Manchester, Tenn.? More like Bonnaroo, Tennessee.
The four day long music and arts festival becomes Tennessee's seventh largest city overnight annually, with more than 80,000 people on the 700 acres of farm land an hour southeast of Nashville. The festival attracts thousands of people and more than150 performers.
"I love the atmosphere of Bonnaroo because everyone is there because they love music," said sophomore in public relations Rebecca Fechino. "You are surrounded by so many incredible artists and so much talent in one place and it is so cool to see everyone come together to take part in it and admire it."
This year's headliners included Paul McCartney, The Lumineers and Jack Johnson, a folk-rock artist who filled the spot as a last minute replacement for Mumford & Sons. The British band cancelled only two days before their performance due to health problems with bassist Ted Dwane.
Johnson wrote and performed a new song entitled "Bonnaroo," the morning of his Saturday night performance, and dedicated his whole set to the folk-rock band that could not be present.
The festival had non-stop performances from around noon of each day to 2 a.m. of the next. Musicians were not the only performers present; both comedians and directors were invited to take part in Bonnaroo's Comedy Theatre and Cinema, respectively.

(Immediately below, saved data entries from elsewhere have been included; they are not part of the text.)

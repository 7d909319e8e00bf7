use crate::{Cursor, CursorMut, Vector};

use super::forward;

fn one_two_three() -> Vector<i32> {
    (1..=3).collect()
}

#[test]
fn const_cursor_add_and_subtract() {
    let v = one_two_three();

    let mut it = v.begin();
    it.inc();
    assert_eq!(unsafe { *it.get() }, 2);
    it.post_inc();
    assert_eq!(unsafe { *it.get() }, 3);
    it.dec();
    assert_eq!(unsafe { *it.get() }, 2);
    it.post_dec();
    assert_eq!(unsafe { *it.get() }, 1);
    it += 2;
    assert_eq!(unsafe { *it.get() }, 3);
    it -= 2;
    assert_eq!(unsafe { *it.get() }, 1);
    it = it + 2;
    assert_eq!(unsafe { *it.get() }, 3);
    it = it - 2;
    assert_eq!(unsafe { *it.get() }, 1);
    assert_eq!(unsafe { *it.at(2) }, 3);
}

#[test]
fn mut_cursor_add_and_subtract() {
    let mut v = one_two_three();

    let mut it = v.begin_mut();
    it.inc();
    assert_eq!(unsafe { *it.get() }, 2);
    it.post_inc();
    assert_eq!(unsafe { *it.get() }, 3);
    it.dec();
    assert_eq!(unsafe { *it.get() }, 2);
    it.post_dec();
    assert_eq!(unsafe { *it.get() }, 1);
    it += 2;
    assert_eq!(unsafe { *it.get() }, 3);
    it -= 2;
    assert_eq!(unsafe { *it.get() }, 1);
    it = it + 2;
    assert_eq!(unsafe { *it.get() }, 3);
    it = it - 2;
    assert_eq!(unsafe { *it.get() }, 1);
    assert_eq!(unsafe { *it.at(2) }, 3);
}

#[test]
fn postfix_returns_old_position() {
    let v = one_two_three();
    let mut it = v.begin();
    let old = it.post_inc();
    assert_eq!(old, v.begin());
    assert_eq!(it, v.begin() + 1);

    let old = it.post_dec();
    assert_eq!(old, v.begin() + 1);
    assert_eq!(it, v.begin());
}

#[test]
fn prefix_chains() {
    let v = one_two_three();
    let mut it = v.begin();
    it.inc().inc();
    assert_eq!(unsafe { *it.get() }, 3);
    it.dec().dec();
    assert_eq!(it, v.begin());
}

#[test]
fn mut_cursor_writes_through() {
    let mut v = one_two_three();
    let mut it = v.begin_mut();
    unsafe { *it.get_mut() = 10 };
    unsafe { *it.at_mut(2) = 30 };
    it.inc();
    unsafe { *it.get_mut() += 18 };
    assert_eq!(v.as_slice(), &[10, 20, 30]);
}

#[test]
fn forward_walk_visits_every_element() {
    let v: Vector<i32> = (1..=5).collect();
    assert_eq!(forward(&v), vec![1, 2, 3, 4, 5]);
}

#[test]
fn empty_vector_begin_equals_end() {
    let v = Vector::<i32>::new();
    assert_eq!(v.begin(), v.end());
    assert_eq!(v.end() - v.begin(), 0);
}

#[test]
fn distance_is_signed() {
    let v: Vector<i32> = (0..10).collect();
    assert_eq!(v.end() - v.begin(), 10);
    assert_eq!(v.begin() - v.end(), -10);
    assert_eq!((v.begin() + 7) - (v.begin() + 2), 5);
}

#[test]
fn relational_by_position() {
    let v: Vector<i32> = (0..4).collect();
    let a = v.begin() + 1;
    let b = v.begin() + 3;
    assert!(a < b);
    assert!(a <= b);
    assert!(b > a);
    assert!(b >= a);
    assert!(a <= a);
    assert!(a >= a);
    assert!(a != b);
    assert!(a == v.end() - 3);
}

#[test]
fn before_begin_is_representable() {
    let v = one_two_three();
    let mut it = v.begin();
    it.dec();
    assert_eq!(it.index(), -1);
    assert!(it < v.begin());
    it.inc();
    assert_eq!(it, v.begin());
}

#[test]
fn cursors_of_different_vectors_are_unordered() {
    let a = one_two_three();
    let b = one_two_three();
    assert_ne!(a.begin(), b.begin());
    assert_eq!(a.begin().partial_cmp(&b.begin()), None);
}

#[test]
fn default_cursor_is_null() {
    let c = Cursor::<i32>::default();
    assert!(c.is_null());
    assert_eq!(c, Cursor::null());
    assert!(CursorMut::<i32>::default().is_null());
}

#[test]
fn mut_and_const_compare_at_same_position() {
    let mut v = one_two_three();
    let end = v.end();
    let m = v.begin_mut() + 3;
    assert!(m == end);
    assert!(end == m);
    assert!(m.as_const() == end);
    assert!(Cursor::from(m) == end);
    assert!(m - 1 < end);
    assert!(end > m - 1);
}

#[test]
fn mut_cursor_distance() {
    let mut v = one_two_three();
    let first = v.begin_mut();
    let last = first + 3;
    assert_eq!(last - first, 3);
}

#[test]
fn as_ptr_matches_slice_addresses() {
    let v = one_two_three();
    for (i, item) in v.iter().enumerate() {
        let it = v.begin() + isize::try_from(i).unwrap();
        assert!(std::ptr::eq(it.as_ptr(), item));
    }
}

#[test]
fn debug_shows_index() {
    let mut v = one_two_three();
    assert_eq!(format!("{:?}", v.begin() + 2), "Cursor(2)");
    assert_eq!(format!("{:?}", v.end_mut()), "CursorMut(3)");
}

#[test]
fn reversed_maps_onto_reverse_cursors() {
    let v = one_two_three();
    assert_eq!(v.end().reversed(), v.rbegin());
    assert_eq!(v.begin().reversed(), v.rend());
    assert_eq!(v.rbegin().base(), v.end());
}

#[test]
fn range_constructor_copies_in_order() {
    let v: Vector<i32> = (1..=5).collect();
    let copy = unsafe { Vector::from_cursors(v.begin(), v.end()) }.unwrap();
    assert_eq!(copy, v);
    assert_eq!(copy.as_slice(), &[1, 2, 3, 4, 5]);
}

#[test]
fn range_constructor_from_subrange() {
    let v: Vector<String> = (0..6).map(|i| i.to_string()).collect();
    let copy = unsafe { Vector::from_cursors(v.begin() + 1, v.end() - 2) }.unwrap();
    assert_eq!(copy.to_string(), "1 2 3");
}

#[test]
fn range_constructor_from_mut_cursors() {
    let mut v = one_two_three();
    let first = v.begin_mut();
    let last = v.end_mut();
    let copy = unsafe { Vector::from_cursors(first, last) }.unwrap();
    assert_eq!(copy, [1, 2, 3]);
}

#[test]
fn range_constructor_empty_range() {
    let v = one_two_three();
    let copy = unsafe { Vector::from_cursors(v.end(), v.end()) }.unwrap();
    assert!(copy.is_empty());
    assert_eq!(copy.capacity(), 0);
}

"The best festivals, if they want to have comedy there, they separate the comedy a little bit and put it in an enclosed space like with Bonnaroo," said Scott Aukerman, comedian and Bonnaroo performer. "That's always really good because the worst part of doing comedy at a music festival is that you can hear bands loudly playing and people tend to come into your tent to get away from the loud music or come off the drugs they're on so it's not just a great environment but here's it's in an enclosed space."
Television writer Daniel Tosh of Tosh.O and "Arrested Development"'s Dr. Tobias Funke David Cross performed in the Comedy Tent off to the side at the festival while films like "Sixteen Candles" and "Repo Man" were screened in the Cinema tent.
Taylor Rice of California band Local Natives, who sings vocals and plays guitar, said that their performance on the What Stage, which is the fesitvals largest stage, was a change since their last performance at Bonnaroo three summers ago.
"In 2010 we played This Tent, which acted as a sweat lodge, it was literally the hottest show I've ever played in my entire life, it was crazy and it was almost hallucination inducing," Rice said after their performance. "This time, we had a nice breeze today and I think that everyone was happy to be outside and the vibe was really incredible."
Boston-based indie/pop band Passion Pit also played their first set at the festival since their performance in 2009 on the What Stage Saturday afternoon. The guitarist for the band, Ian Hultquist, said that the Tennessee farm is his favorite festival to perform at.
"What I like about Bonnaroo is that everyone here makes more of an effort because it's so in the middle of nowhere, it's not really something you can walk in and out of," Hultquist said previous to their hour and a half performance. "I love Lollapalooza but it's in the middle of Chicago, you could easily walk out and be out of the festival so quickly. Whereas here, you could get lost here for hours, that's something that a lot of festivals these days don't have, so I appreciate that a lot."
Many festivalgoers took advantage of everything the event offered, remaining camped on the grounds for the entire weekend. One of these was Jake Pflum, junior in public relations at the University of South Florida, who described his first ‘Roo experience as “nothing short of incredible.”
“The atmosphere was unlike anything I’ve seen in my life,” Pflum said, who celebrated his twentieth birthday at Bonnaroo. “Day one, everyone is wooing and hugging and telling everyone they love each other. By day four, Bonnaroovians resemble some sort of post-apocalyptic zombies, walking around in a weed and alcohol-soaked haze.
“While I tend to stay sober, it was hilarious to live vicariously through girls taking their tops off and kids chugging huge cans of beer.”
Although the festival will remain positive memories for most, Pflum said that a downside was the expensive food and drink that left him with “hardly any cash to take a souvenir home.”
Fechino enjoyed partaking in all that the event offered, however, she said there was one downside to being in such an overwhelming environment.
“Sometimes I wish it were just a bit smaller, so I could take everything in instead of just bits and pieces of it.”